Как-то сидя вечером в штабе, я задумался и стал тихо напевать песню: «Эх, дороги, пыль да туман. Холода, тревоги да степной бурьян.» Саня моментально вцепился в меня и не успокоился, пока не вытряс все слова. Потом сидел и подбирал мелодию на гармонике. Естественно, присоединился Андрей и Савва. После нескольких тренировочных заходов исполнили её в приемлемом варианте. Она всем понравилась. Ну ещё бы, хит на века.
— А давай, Миша, сегодня у меня вечером собираемся. Почаёвничаем вместе, а то всё дела и дела. От работы даже кони дохнут. Надо отдыхать иногда. Муравина прихвати, а то закис парень.
Вечер удался на славу. К нам постепенно подтянулись офицеры Малышева. Муравин с интересом наблюдал за нашими посиделками. Аслан приготовил вкусный шашлык; молодое вино, чихирь. Исполнили весь наш репертуар и опробовали новую песню. Она особенно понравилась и запала в душу офицерам.
— Эх, Пётр Алексеевич. Мне никогда не сподобиться такое сочинить. Не могу понять: слова простые, мелодия простая, а вместе — настолько душевно, что слеза накатывает и сердце щемит, — Миша сидел огорчённый. Каждый раз, когда я видел огорчённого поэта, мне становилось особенно стыдно за свой плагиат.

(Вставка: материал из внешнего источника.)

// SPDX-License-Identifier: PMPL-1.0-or-later
// Copyright (c) 2026 Jonathan D.A. Jewell (hyperpolymath) <jonathan.jewell@open.ac.uk>
//
// End-to-end tests for the HTTP API, driven through the router in-process.

use std::io::{Cursor, Read};

use axum::Router;
use axum::body::Body;
use axum::http::{Method, Request, StatusCode, header};
use http_body_util::BodyExt;
use serde_json::{Value, json};
use tower::ServiceExt;

use docxpress_core::AppConfig;
use docxpress_core::types::{DOCX_MIME_TYPE, PDF_MIME_TYPE};
use docxpress_server::handlers::HEALTH_MESSAGE;
use docxpress_server::{AppState, build_router};

fn app() -> Router {
    build_router(AppState::new(AppConfig::default()))
}

async fn send(app: Router, request: Request<Body>) -> (StatusCode, header::HeaderMap, Vec<u8>) {
    let response = app.oneshot(request).await.unwrap();
    let status = response.status();
    let headers = response.headers().clone();
    let body = response.into_body().collect().await.unwrap().to_bytes().to_vec();
    (status, headers, body)
}

fn post_json(body: impl Into<Body>) -> Request<Body> {
    post_to("/generate-docx", body)
}

fn post_to(uri: &str, body: impl Into<Body>) -> Request<Body> {
    Request::builder()
        .method(Method::POST)
        .uri(uri)
        .header(header::CONTENT_TYPE, "application/json")
        .body(body.into())
        .unwrap()
}

async fn error_of(request: Request<Body>) -> (StatusCode, String) {
    let (status, _, bytes) = send(app(), request).await;
    let json: Value = serde_json::from_slice(&bytes).unwrap();
    (status, json["error"].as_str().unwrap().to_owned())
}

fn part(docx: &[u8], name: &str) -> Option<String> {
    let mut archive = zip::ZipArchive::new(Cursor::new(docx)).unwrap();
    let mut file = archive.by_name(name).ok()?;
    let mut xml = String::new();
    file.read_to_string(&mut xml).unwrap();
    Some(xml)
}

#[tokio::test]
async fn health_returns_running_text() {
    let request = Request::get("/").body(Body::empty()).unwrap();
    let (status, _, body) = send(app(), request).await;
    assert_eq!(status, StatusCode::OK);
    assert_eq!(String::from_utf8(body).unwrap(), HEALTH_MESSAGE);
}

#[tokio::test]
async fn missing_content_is_rejected() {
    let bodies = [
        "{}",
        r#"{"content_html": ""}"#,
        r#"{"content_html": null}"#,
        r#"{"header_html": "<p>only a header</p>"}"#,
        "",
    ];

    for body in bodies {
        let (status, _, bytes) = send(app(), post_json(body)).await;
        assert_eq!(status, StatusCode::BAD_REQUEST, "body {body:?}");
        let json: Value = serde_json::from_slice(&bytes).unwrap();
        assert_eq!(json, json!({ "error": "content_html is required" }), "body {body:?}");
    }
}

#[tokio::test]
async fn malformed_json_is_a_bad_request() {
    let (status, _, bytes) = send(app(), post_json("{not json")).await;
    assert_eq!(status, StatusCode::BAD_REQUEST);
    let json: Value = serde_json::from_slice(&bytes).unwrap();
    assert!(json["error"].as_str().unwrap().starts_with("invalid request body"));
}

#[tokio::test]
async fn generates_a_docx_attachment() {
    let body = json!({
        "content_html": "<style>p { color: red }</style><h1>Report</h1><p>Hello</p>",
        "header_html": "<p>Acme</p>",
    });
    let (status, headers, docx) = send(app(), post_json(body.to_string())).await;

    assert_eq!(status, StatusCode::OK);
    assert_eq!(headers[header::CONTENT_TYPE], DOCX_MIME_TYPE);
    assert_eq!(
        headers[header::CONTENT_DISPOSITION],
        "attachment; filename=document.docx"
    );
    assert_eq!(&docx[..2], b"PK");

    let document = part(&docx, "word/document.xml").unwrap();
    assert!(document.contains("Report"));
    assert!(document.contains("Hello"));
    assert!(document.contains("FF0000"), "inlined colour should reach the run");
    assert!(part(&docx, "word/header1.xml").unwrap().contains("Acme"));
    assert!(part(&docx, "word/footer1.xml").is_none());
}

#[tokio::test]
async fn footer_part_follows_footer_html() {
    let body = json!({
        "content_html": "<p>Body</p>",
        "footer_html": "<p>Page {page_number} of {total_pages}</p>",
    });
    let (status, _, docx) = send(app(), post_json(body.to_string())).await;
    assert_eq!(status, StatusCode::OK);

    let footer = part(&docx, "word/footer1.xml").unwrap();
    assert!(footer.contains("PAGE"));
    assert!(footer.contains("NUMPAGES"));
    assert!(part(&docx, "word/document.xml").unwrap().contains("w:footerReference"));
}

#[tokio::test]
async fn same_request_yields_same_document_body() {
    let body = json!({
        "content_html": "<ul><li>one</li><li>two</li></ul><table border=\"1\"><tr><td>a</td></tr></table>",
        "footer_html": "<p>f</p>",
    })
    .to_string();

    let (_, _, first) = send(app(), post_json(body.clone())).await;
    let (_, _, second) = send(app(), post_json(body)).await;
    assert_eq!(
        part(&first, "word/document.xml"),
        part(&second, "word/document.xml")
    );
    assert_eq!(
        part(&first, "word/numbering.xml"),
        part(&second, "word/numbering.xml")
    );
}

#[tokio::test]
async fn watermark_is_placed_in_the_header() {
    let body = json!({
        "content_html": "<p>Body</p>",
        "watermark_html": "<p>DRAFT</p>",
        "watermark_rotation": -30,
    });
    let (status, _, docx) = send(app(), post_json(body.to_string())).await;
    assert_eq!(status, StatusCode::OK);

    let header = part(&docx, "word/header1.xml").unwrap();
    assert!(header.contains("DRAFT"));
    assert!(header.contains("rotation:330"));
}

#[tokio::test]
async fn out_of_range_watermark_geometry_is_clamped() {
    let body = json!({
        "content_html": "<p>Body</p>",
        "watermark_html": "<p>DRAFT</p>",
        "watermark_opacity": 2.5,
        "watermark_width": 5,
    });
    let (status, _, docx) = send(app(), post_json(body.to_string())).await;
    assert_eq!(status, StatusCode::OK);

    let header = part(&docx, "word/header1.xml").unwrap();
    assert!(header.contains("width:5pt;"));
    assert!(header.contains(r#"<v:fill opacity="1"/>"#));
}

#[tokio::test]
async fn generate_document_renders_pdf() {
    let body = json!({
        "document_type": "PDF",
        "content_html": "<style>h1 { color: navy }</style><h1>Report</h1><p>Hello</p>",
        "header_html": "<p>Acme</p>",
        "footer_html": "<p>Page {page_number} of {total_pages}</p>",
        "watermark_html": "<p>DRAFT</p>",
    });
    let (status, headers, pdf) = send(app(), post_to("/generate-document", body.to_string())).await;

    assert_eq!(status, StatusCode::OK);
    assert_eq!(headers[header::CONTENT_TYPE], PDF_MIME_TYPE);
    assert_eq!(
        headers[header::CONTENT_DISPOSITION],
        "attachment; filename=document.pdf"
    );
    assert!(pdf.starts_with(b"%PDF"));
    assert_eq!(lopdf::Document::load_mem(&pdf).unwrap().get_pages().len(), 1);
}

#[tokio::test]
async fn generate_document_renders_docx() {
    let body = json!({ "document_type": "docx", "content_html": "<p>Hello</p>" });
    let (status, headers, docx) =
        send(app(), post_to("/generate-document", body.to_string())).await;

    assert_eq!(status, StatusCode::OK);
    assert_eq!(headers[header::CONTENT_TYPE], DOCX_MIME_TYPE);
    assert!(part(&docx, "word/document.xml").unwrap().contains("Hello"));
}

#[tokio::test]
async fn generate_document_rejects_bad_requests() {
    let cases = [
        (json!({ "document_type": "odt", "content_html": "<p>x</p>" }), "Invalid document type"),
        (json!({ "content_html": "<p>x</p>" }), "document_type is required"),
        (json!({ "document_type": "pdf", "content_html": "   " }), "content_html cannot be empty"),
        (json!({ "document_type": "pdf" }), "content_html is required"),
        (
            json!({
                "document_type": "pdf",
                "content_html": "<p>x</p>",
                "watermark_html": "<p>DRAFT</p>",
                "watermark_opacity": 2.5,
            }),
            "watermark_opacity",
        ),
    ];

    for (body, expected) in cases {
        let (status, error) = error_of(post_to("/generate-document", body.to_string())).await;
        assert_eq!(status, StatusCode::BAD_REQUEST, "{body}");
        assert!(error.contains(expected), "{body}: {error}");
    }
}

#[tokio::test]
async fn test_docx_serves_the_demo_document() {
    let request = Request::get("/test-docx").body(Body::empty()).unwrap();
    let (status, headers, docx) = send(app(), request).await;

    assert_eq!(status, StatusCode::OK);
    assert_eq!(headers[header::CONTENT_TYPE], DOCX_MIME_TYPE);
    assert_eq!(
        headers[header::CONTENT_DISPOSITION],
        "attachment; filename=test-document.docx"
    );
    assert!(part(&docx, "word/document.xml").unwrap().contains("hardcoded HTML"));
    assert!(part(&docx, "word/header1.xml").unwrap().contains("ACME Corporation"));
    assert!(part(&docx, "word/footer1.xml").unwrap().contains("Generated on"));
}

#[tokio::test]
async fn oversized_bodies_are_refused() {
    let mut config = AppConfig::default();
    config.server.max_body_bytes = 1024;
    let app = build_router(AppState::new(config));

    let padding = "x".repeat(4096);
    let body = json!({ "content_html": format!("<p>{padding}</p>") }).to_string();
    let (status, _, _) = send(app, post_json(body)).await;
    assert_eq!(status, StatusCode::PAYLOAD_TOO_LARGE);
}

#[tokio::test]
async fn cors_allows_any_origin() {
    let request = Request::get("/")
        .header(header::ORIGIN, "https://example.org")
        .body(Body::empty())
        .unwrap();
    let (status, headers, _) = send(app(), request).await;
    assert_eq!(status, StatusCode::OK);
    assert_eq!(headers[header::ACCESS_CONTROL_ALLOW_ORIGIN], "*");

    let preflight = Request::builder()
        .method(Method::OPTIONS)
        .uri("/generate-docx")
        .header(header::ORIGIN, "https://example.org")
        .header(header::ACCESS_CONTROL_REQUEST_METHOD, "POST")
        .body(Body::empty())
        .unwrap();
    let (status, headers, _) = send(app(), preflight).await;
    assert_eq!(status, StatusCode::OK);
    assert_eq!(headers[header::ACCESS_CONTROL_ALLOW_ORIGIN], "*");
}
#[cfg(test)]
mod tests {
    use super::*;
    use crate::docx::HtmlConverter;

    fn layout(html: &str, width: f32) -> Vec<Slab> {
        let mut numbering = Numbering::default();
        let blocks = HtmlConverter::new(&mut numbering, 11.0)
            .convert_html(html)
            .unwrap();
        TextLayout::new(&numbering, FontFamily::Helvetica, 11.0).layout(&blocks, width)
    }

    fn texts(slab: &Slab) -> Vec<String> {
        slab.draws
            .iter()
            .filter_map(|d| match d {
                Draw::Text { fragment: Fragment { piece: Piece::Text(t), .. }, .. } => Some(t.clone()),
                _ => None,
            })
            .collect()
    }

    fn lines(slabs: &[Slab]) -> Vec<String> {
        slabs
            .iter()
            .filter(|s| !s.spacing)
            .map(|s| texts(s).concat())
            .collect()
    }

    #[test]
    fn tokens_alternate_words_and_spaces() {
        let all: Vec<_> = tokens("ab  cd e").collect();
        assert_eq!(all, ["ab", "  ", "cd", " ", "e"]);
    }

    #[test]
    fn long_paragraphs_wrap_at_word_boundaries() {
        let slabs = layout("<p>alpha beta gamma delta epsilon</p>", 100.0);
        let lines = lines(&slabs);
        assert!(lines.len() > 1, "{lines:?}");
        assert_eq!(lines.join(" "), "alpha beta gamma delta epsilon");
        assert!(lines.iter().all(|l| !l.ends_with(' ')));
        assert!(slabs.last().unwrap().spacing);
    }

    #[test]
    fn overlong_words_are_split() {
        let word = "x".repeat(200);
        let lines = lines(&layout(&format!("<p>{word}</p>"), 100.0));
        assert!(lines.len() > 1);
        assert_eq!(lines.concat(), word);
    }

    #[test]
    fn ordered_lists_count_and_nest() {
        let html = "<ol start=\"3\"><li>a</li><li>b<ol><li>c</li><li>d</li></ol></li><li>e</li></ol>\
                    <ul><li>f</li></ul>";
        let lines = lines(&layout(html, 400.0));
        assert_eq!(lines, ["3.a", "4.b", "a.c", "b.d", "5.e", "\u{2022}f"]);
    }

    #[test]
    fn centred_lines_shift_right() {
        let slabs = layout("<p style=\"text-align:center\">hi</p><p>hi</p>", 400.0);
        let x = |slab: &Slab| match &slab.draws[0] {
            Draw::Text { x, .. } => *x,
            other => panic!("unexpected {other:?}"),
        };
        let body: Vec<_> = slabs.iter().filter(|s| !s.spacing).collect();
        assert!(x(body[0]) > 150.0);
        assert_eq!(x(body[1]), 0.0);
    }

    #[test]
    fn page_breaks_mark_the_next_slab() {
        let slabs = layout("<p>one</p><p style=\"page-break-before: always\">two</p>", 400.0);
        let two = slabs.iter().find(|s| texts(s).concat() == "two").unwrap();
        assert!(two.page_break_before);
    }

    #[test]
    fn headings_are_large_and_bold() {
        let slabs = layout("<h1>Title</h1>", 400.0);
        let text = slabs
            .iter()
            .flat_map(|s| &s.draws)
            .find_map(|d| match d {
                Draw::Text { fragment, .. } => Some(fragment.clone()),
                _ => None,
            })
            .unwrap();
        assert_eq!(text.size_pt, 16.0);
        assert!(text.face.bold);
        assert!(slabs[0].spacing);
    }

    #[test]
    fn table_rows_become_single_slabs_with_borders() {
        let slabs = layout(
            "<table border=\"1\"><tr><td>a</td><td>b</td></tr><tr><td colspan=\"2\">c</td></tr></table>",
            400.0,
        );
        let rows: Vec<_> = slabs.iter().filter(|s| !s.spacing).collect();
        assert_eq!(rows.len(), 2);
        assert_eq!(texts(rows[0]), ["a", "b"]);
        let rules = rows[0].draws.iter().filter(|d| matches!(d, Draw::Rule { .. })).count();
        assert_eq!(rules, 8);
    }

    #[test]
    fn fields_stay_unresolved() {
        let slabs = layout("<p>Page {page_number} of {total_pages}</p>", 400.0);
        let fields = slabs[0]
            .draws
            .iter()
            .filter(|d| matches!(d, Draw::Text { fragment: Fragment { piece: Piece::Field(_), .. }, .. }))
            .count();
        assert_eq!(fields, 2);
    }

    #[test]
    fn horizontal_rules_draw_a_line() {
        let slabs = layout("<hr>", 400.0);
        assert!(slabs.iter().any(|s| s.draws.iter().any(|d| matches!(d, Draw::Rule { .. }))));
    }

    #[test]
    fn font_names_map_to_standard_families() {
        assert_eq!(FontFamily::from_name("Courier New"), FontFamily::Courier);
        assert_eq!(FontFamily::from_name("Times New Roman"), FontFamily::Times);
        assert_eq!(FontFamily::from_name("DejaVu Sans"), FontFamily::Helvetica);
        assert_eq!(FontFamily::from_name("Arial"), FontFamily::Helvetica);
    }

    #[test]
    fn ordinals_follow_level_formats() {
        assert_eq!(ordinal(4, 0), "4");
        assert_eq!(ordinal(28, 1), "ab");
        assert_eq!(ordinal(14, 2), "xiv");
    }

    #[test]
    fn colours_fade_over_white() {
        let red = Color::from_hex("FF0000").unwrap();
        assert_eq!(red.over_white(0.0), Color { r: 1.0, g: 1.0, b: 1.0 });
        assert_eq!(red.over_white(1.0), red);
        assert!(Color::from_hex("zz0000").is_none());
    }
}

Михаил с Муравиным пришли к казарме своей сотни и сели на скамейку у пристройки, в которой они жили.
— Михаил Юрьевич, а почему вы решили уйти из гвардии и приехали на Кавказ, чтобы поступить на службу в батальон? Вы служили в гусарском полку, известный поэт, высший свет вас признавал? Кавказ — это как ссылка для проштрафившихся.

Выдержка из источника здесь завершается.